In September 2020, Primark unveiled the “A Better Future” campaign. They debuted new clothing and homeware collections made of recycled plastics or sustainable cotton.
Although these are positive steps, it is important to note that Primark continues to engage in unsustainable practises.

According to Forbes, it takes approximately 2,700 litres of water to grow enough cotton for one t-shirt, which has resulted in depleted water supplies in some parts of the world. It is also Primark’s most popular textile for clothing and homeware items like bedding and towels.

Laura Whitmore, a TV presenter, is the ambassador for Primark Cares, the retailer’s sustainability initiative. This demonstrates how celebrities are easily and inextricably entangled in the greenwashing agenda set by fast-fashion behemoths.
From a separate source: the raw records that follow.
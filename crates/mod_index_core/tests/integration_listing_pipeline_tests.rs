mod support;

use std::collections::{BTreeSet, HashMap};

use mod_index_core::listing::{
    list_records, resolve_records, DisplayNameLookup, ListQuery, ListingScope, NoDisplayNames,
};
use mod_index_core::reconcile::reconcile_partitions;
use mod_index_core::record::RecordStatus;
use mod_index_core::resolve::{ResolutionTier, Resolver};
use serde_json::json;
use support::{record_doc, IndexFixture};

#[test]
fn promoted_record_resolves_globally_and_pending_one_via_hint() {
    let fixture = IndexFixture::new(10)
        .global(&["m1"])
        .global_record(record_doc("m1", "approved", "maps", "2026-02-10T00:00:00Z"))
        .tenant("t1", &["m1", "m2"])
        .tenant_record("t1", record_doc("m2", "pending", "maps", "2026-02-11T00:00:00Z"));

    let reconciliation = reconcile_partitions(&fixture.kv).expect("reconcile should succeed");
    assert_eq!(
        reconciliation.tenant_only.keys().collect::<Vec<_>>(),
        vec!["m2"]
    );
    assert_eq!(reconciliation.source_hint("m2"), Some("t1"));

    let resolver = Resolver::new(&fixture.kv);
    let m1 = resolver
        .resolve("m1", None)
        .expect("resolve should succeed")
        .expect("m1 should resolve");
    assert_eq!(m1.tier, ResolutionTier::Global);

    let m2 = resolver
        .resolve("m2", reconciliation.source_hint("m2"))
        .expect("resolve should succeed")
        .expect("m2 should resolve");
    assert_eq!(m2.tier, ResolutionTier::Hinted);
    assert_eq!(m2.record.status, RecordStatus::Pending);
}

#[test]
fn reconciliation_is_independent_of_page_boundaries() {
    let tenants: Vec<String> = (0..7).map(|i| format!("t{i}")).collect();

    let mut baseline = None;
    for page_size in [1, 2, 3, 5, 50] {
        let mut fixture = IndexFixture::new(page_size).global(&["g1", "shared"]);
        for (index, tenant) in tenants.iter().enumerate() {
            let own = format!("only-{index}");
            fixture = fixture.tenant(tenant, &["shared", own.as_str(), "common"]);
            fixture.kv.insert_json(
                &format!("tenant:{tenant}:record:{own}"),
                &json!({"irrelevant": true}),
            );
        }

        let reconciliation = reconcile_partitions(&fixture.kv).expect("reconcile should succeed");
        let ids: BTreeSet<String> = reconciliation.tenant_only.keys().cloned().collect();

        assert_eq!(reconciliation.tenants_scanned, tenants.len());
        assert!(!ids.contains("shared"));
        assert_eq!(ids.len(), tenants.len() + 1, "page size {page_size}");
        match &baseline {
            None => baseline = Some(ids),
            Some(expected) => assert_eq!(&ids, expected, "page size {page_size}"),
        }
    }
}

#[test]
fn listing_pages_are_counted_exactly() {
    let mut fixture = IndexFixture::new(4);
    for i in 0..10 {
        fixture = fixture.tenant(&format!("t{i:02}"), &[]);
    }

    let reconciliation = reconcile_partitions(&fixture.kv).expect("reconcile should succeed");

    assert_eq!(reconciliation.pages, 3);
    assert_eq!(fixture.kv.list_calls(), 3);
}

#[test]
fn all_partitions_listing_filters_sorts_and_pages() {
    let fixture = IndexFixture::new(2)
        .global(&["a1", "a2"])
        .global_record(record_doc("a1", "approved", "maps", "2026-02-01T00:00:00Z"))
        .global_record(record_doc("a2", "approved", "skins", "2026-02-05T00:00:00Z"))
        .tenant("t1", &["p1", "a1"])
        .tenant_record("t1", record_doc("p1", "pending", "maps", "2026-02-07T00:00:00Z"))
        .tenant("t2", &["p2", "lost"])
        .tenant_record("t9", record_doc("p2", "pending", "maps", "2026-02-03T00:00:00Z"));

    let everything = list_records(
        &fixture.kv,
        ListingScope::AllPartitions,
        &ListQuery::default(),
        &NoDisplayNames,
    )
    .expect("listing should succeed");
    let ids: Vec<_> = everything.records.iter().map(|r| r.id.as_str()).collect();
    assert_eq!(ids, vec!["p1", "a2", "p2", "a1"]);
    assert_eq!(everything.total, 4);

    let maps_page_two = list_records(
        &fixture.kv,
        ListingScope::AllPartitions,
        &ListQuery {
            category: Some("maps".to_string()),
            page: Some(2),
            page_size: Some(2),
            ..ListQuery::default()
        },
        &NoDisplayNames,
    )
    .expect("listing should succeed");
    let ids: Vec<_> = maps_page_two.records.iter().map(|r| r.id.as_str()).collect();
    assert_eq!(ids, vec!["a1"]);
    assert_eq!(maps_page_two.total, 3);
    assert_eq!(maps_page_two.page, 2);
    assert_eq!(maps_page_two.page_size, 2);
}

#[test]
fn published_listing_reads_only_the_global_partition() {
    let fixture = IndexFixture::new(10)
        .global(&["a1", "missing"])
        .global_record(record_doc("a1", "approved", "maps", "2026-02-01T00:00:00Z"))
        .tenant("t1", &["p1"])
        .tenant_record("t1", record_doc("p1", "pending", "maps", "2026-02-07T00:00:00Z"));

    let records =
        resolve_records(&fixture.kv, ListingScope::Published).expect("resolve should succeed");

    assert_eq!(records.len(), 1);
    assert_eq!(records[0].id, "a1");
    assert_eq!(fixture.kv.list_calls(), 0);
}

#[test]
fn malformed_records_are_skipped_not_fatal() {
    let fixture = IndexFixture::new(10)
        .global(&["good", "broken"])
        .global_record(record_doc("good", "approved", "maps", "2026-02-01T00:00:00Z"));
    fixture.kv.insert_raw("record:broken", b"{\"id\": \"broken\"");

    let page = list_records(
        &fixture.kv,
        ListingScope::AllPartitions,
        &ListQuery::default(),
        &NoDisplayNames,
    )
    .expect("listing should succeed");

    assert_eq!(page.total, 1);
    assert_eq!(page.records[0].id, "good");
}

#[test]
fn store_failure_fails_the_listing() {
    let fixture = IndexFixture::new(10).global(&["a1"]);
    fixture.kv.fail_listing();

    let error = list_records(
        &fixture.kv,
        ListingScope::AllPartitions,
        &ListQuery::default(),
        &NoDisplayNames,
    )
    .expect_err("listing failure should propagate");
    assert!(error.to_string().contains("simulated listing failure"));
}

struct CountingNames {
    seen: std::sync::Mutex<Vec<BTreeSet<String>>>,
}

impl DisplayNameLookup for CountingNames {
    fn display_names(
        &self,
        tenant_ids: &BTreeSet<String>,
    ) -> Result<HashMap<String, String>, String> {
        self.seen
            .lock()
            .expect("poisoned mutex")
            .push(tenant_ids.clone());
        Ok(tenant_ids
            .iter()
            .map(|id| (id.clone(), format!("Studio {id}")))
            .collect())
    }
}

#[test]
fn display_names_are_looked_up_for_the_returned_page_only() {
    let mut newer = record_doc("p1", "pending", "maps", "2026-02-07T00:00:00Z");
    newer["customerId"] = json!("t1");
    let mut older = record_doc("p2", "pending", "maps", "2026-02-01T00:00:00Z");
    older["customerId"] = json!("t2");

    let fixture = IndexFixture::new(10)
        .tenant("t1", &["p1"])
        .tenant_record("t1", newer)
        .tenant("t2", &["p2"])
        .tenant_record("t2", older);

    let names = CountingNames {
        seen: std::sync::Mutex::new(Vec::new()),
    };
    let page = list_records(
        &fixture.kv,
        ListingScope::AllPartitions,
        &ListQuery {
            page_size: Some(1),
            ..ListQuery::default()
        },
        &names,
    )
    .expect("listing should succeed");

    assert_eq!(page.records.len(), 1);
    assert_eq!(
        page.records[0].customer_display_name.as_deref(),
        Some("Studio t1")
    );
    let seen = names.seen.lock().expect("poisoned mutex").clone();
    assert_eq!(seen, vec![BTreeSet::from(["t1".to_string()])]);
}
These of course are only two examples of brands that have implemented greenwashing strategies but the common denominator doe both brands is that neither brand has supplied public evidence that their suppliers pay a living wage. That means these companies can’t prove that the people who make their clothes make enough money to live on. Unfortunately, when it comes to paying workers enough to live on, brands do not give a second thought to workers in the fashion supply chain. It is not deemed worthy if it means less money in the pockets of shareholders.
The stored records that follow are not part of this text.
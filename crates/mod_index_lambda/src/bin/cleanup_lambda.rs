use chrono::Utc;
use lambda_runtime::{service_fn, Error, LambdaEvent};
use mod_index_lambda::adapters::s3::S3BlobStore;
use mod_index_lambda::config::CleanupConfig;
use mod_index_lambda::handlers::cleanup::{handle_cleanup, CleanupSummary};
use mod_index_lambda::logging::init_logging;
use serde_json::Value;

async fn handle_request(event: LambdaEvent<Value>) -> Result<CleanupSummary, Error> {
    let config = CleanupConfig::from_env().map_err(|error| Error::from(error.to_string()))?;

    // Stop between pages once the invocation deadline minus the margin passes.
    let deadline_ms = i64::try_from(event.context.deadline).unwrap_or(i64::MAX);
    let stop_at_ms = deadline_ms.saturating_sub(config.deadline_margin_ms);

    let aws_config = aws_config::load_defaults(aws_config::BehaviorVersion::latest()).await;
    let store = S3BlobStore::new(aws_sdk_s3::Client::new(&aws_config), config.bucket.clone());

    handle_cleanup(&store, &config, Utc::now(), || {
        Utc::now().timestamp_millis() >= stop_at_ms
    })
    .map_err(|error| Error::from(error.to_string()))
}

#[tokio::main]
async fn main() -> Result<(), Error> {
    init_logging();
    lambda_runtime::run(service_fn(handle_request)).await
}
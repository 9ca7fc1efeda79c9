//! Environment-derived configuration for the Lambda binaries.

use chrono::Duration;
use mod_index_core::listing::ListingScope;
use mod_index_core::sweep::{SweepConfig, DEFAULT_GRACE_PERIOD_DAYS, SWEEP_PAGE_SIZE};
use thiserror::Error;

pub const DEFAULT_DEADLINE_MARGIN_MS: i64 = 10_000;
pub const MAX_GRACE_PERIOD_DAYS: i64 = 3_650;

#[derive(Debug, Clone, PartialEq, Eq, Error)]
pub enum ConfigError {
    #[error("{0} must be configured")]
    Missing(&'static str),
    #[error("{name} has invalid value '{value}': {reason}")]
    Invalid {
        name: &'static str,
        value: String,
        reason: &'static str,
    },
}

#[derive(Debug, Clone, PartialEq, Eq)]
pub struct ListConfig {
    pub bucket: String,
    pub prefix: String,
    pub scope: ListingScope,
}

impl ListConfig {
    pub fn from_env() -> Result<Self, ConfigError> {
        Self::from_lookup(|name| std::env::var(name).ok())
    }

    pub fn from_lookup(lookup: impl Fn(&str) -> Option<String>) -> Result<Self, ConfigError> {
        let scope = match non_empty(&lookup, "LISTING_SCOPE").as_deref() {
            None | Some("all") => ListingScope::AllPartitions,
            Some("published") => ListingScope::Published,
            Some(other) => {
                return Err(ConfigError::Invalid {
                    name: "LISTING_SCOPE",
                    value: other.to_string(),
                    reason: "expected 'published' or 'all'",
                })
            }
        };

        Ok(Self {
            bucket: required(&lookup, "MOD_INDEX_BUCKET")?,
            prefix: non_empty(&lookup, "MOD_INDEX_PREFIX").unwrap_or_default(),
            scope,
        })
    }
}

#[derive(Debug, Clone, PartialEq, Eq)]
pub struct CleanupConfig {
    pub bucket: String,
    pub grace_period_days: i64,
    pub deadline_margin_ms: i64,
}

impl CleanupConfig {
    pub fn from_env() -> Result<Self, ConfigError> {
        Self::from_lookup(|name| std::env::var(name).ok())
    }

    pub fn from_lookup(lookup: impl Fn(&str) -> Option<String>) -> Result<Self, ConfigError> {
        Ok(Self {
            bucket: required(&lookup, "MOD_BLOB_BUCKET")?,
            grace_period_days: positive_integer(
                &lookup,
                "GRACE_PERIOD_DAYS",
                MAX_GRACE_PERIOD_DAYS,
            )?
            .unwrap_or(DEFAULT_GRACE_PERIOD_DAYS),
            deadline_margin_ms: positive_integer(&lookup, "SWEEP_DEADLINE_MARGIN_MS", i64::MAX)?
                .unwrap_or(DEFAULT_DEADLINE_MARGIN_MS),
        })
    }

    pub fn sweep_config(&self) -> SweepConfig {
        SweepConfig {
            grace_period: Duration::days(self.grace_period_days),
            page_size: SWEEP_PAGE_SIZE,
        }
    }
}

fn non_empty(lookup: &impl Fn(&str) -> Option<String>, name: &str) -> Option<String> {
    lookup(name)
        .map(|value| value.trim().to_string())
        .filter(|value| !value.is_empty())
}

fn required(
    lookup: &impl Fn(&str) -> Option<String>,
    name: &'static str,
) -> Result<String, ConfigError> {
    non_empty(lookup, name).ok_or(ConfigError::Missing(name))
}

fn positive_integer(
    lookup: &impl Fn(&str) -> Option<String>,
    name: &'static str,
    max: i64,
) -> Result<Option<i64>, ConfigError> {
    let Some(value) = non_empty(lookup, name) else {
        return Ok(None);
    };
    match value.parse::<i64>() {
        Ok(parsed) if parsed > 0 && parsed <= max => Ok(Some(parsed)),
        Ok(parsed) if parsed > max => Err(ConfigError::Invalid {
            name,
            value,
            reason: "value is too large",
        }),
        _ => Err(ConfigError::Invalid {
            name,
            value,
            reason: "expected a positive integer",
        }),
    }
}
pub use mod_index_core::{keys, listing, pagination, reconcile, record, resolve, store, sweep};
How to find and avoid brands that greenwash:
  • Beware of buzzwords that have no clear meaning: this can include words such as “eco-friendly”, “sustainable” and “environmentally conscious”.
  • Examine for transparency: Check to see if a company is open about their suppliers and processes.
  • Examine third-party certifications: Third-party endorsements can help you confirm that the brand you’re purchasing from is truly sustainable.
  • Look for green images: Brands are more likely to use eco-friendly images. For example, forests, farms, wildlife etc. 
  • Examine the label: Examine the materials used in the clothing to see how they are broken down. Brands may claim that their clothing is made from recycled materials, but the recycled materials may make up only a small percentage of the clothing.
  • Examine third-party certifications: Third-party endorsements can help you confirm that the brand you’re purchasing from is truly sustainable.
  • Examine the price: Ethical and sustainable clothing is more expensive to produce (due to the use of environmentally friendly resources and the payment of a living wage to garment workers) and is definitively more expensive than fast-fashion clothing. Can they really be made ethically and sustainably if the prices are fast-fashion low?
  • Reconsider purchasing from fast fashion brands: Sustainability and fast fashion cannot coexist. If a brand mass-produces clothes at a low cost and then launches a sustainability campaign, they are clearly using greenwashing tactics.

In particular, fast-fashion companies go to great lengths to convince customers that their business does not harm people or the environment, so that they can shop without guilt. To combat their greenwashing practices, we as consumers must be fully aware of their strategies to avoid being deceived. So let’s use this knowledge to make better decisions about what to buy and what not to buy.